DMZ haven't announced a full line up yet, but it looks set to consolidate their biggest associated names. Co-founder Mala's announcement on Twitter has kept the hype vague, tagging his label-mates Coki, Loefah and Sgt. Pokes with the poster. Whatever's being planned, rumours suggest it will be massive. After all, this is DMZ! This is the night that saw such a massive crowd attend their first anniversary that they were forced to vacate normal home 3rd Base for bigger ends. They know how to throw a party, and they know how important the community they're throwing it for are.

This isn't about DMZ trying to con their following – this is the world of underground dance music in 2015. This is the coalface of the economic and political climate pushing London night-life to extinction. The truth is, that sort of cost is the only way a mega event, on the scale DMZ want to pull off, can legitimately exist.

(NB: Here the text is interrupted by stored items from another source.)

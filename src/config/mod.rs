//! Client configuration resolved from the process environment.

mod read_config;
mod types;

pub use read_config::{ConfigError, Result};
pub use types::{ApiConfig, ApiVersion, Credentials};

Maybe this is the apocalyptic sign that some people think it is. Perhaps this is the hipsterfication of dubstep and from here on in DMZ are going to be hosting their events in the Barbican. Or, maybe, this is just a business trying their best to throw a party they feel their followers deserve, while trying to balance books against London's apparent war on night-life.

Yes, the night might be ten pounds more than people were expecting, but ultimately, for a fan-base as devoted to DMZ and dubstep as they claim, they are showing a serious lack of faith. As Sgt. Poke tweeted when the controversy broke: "When the lineup drops. Trust me."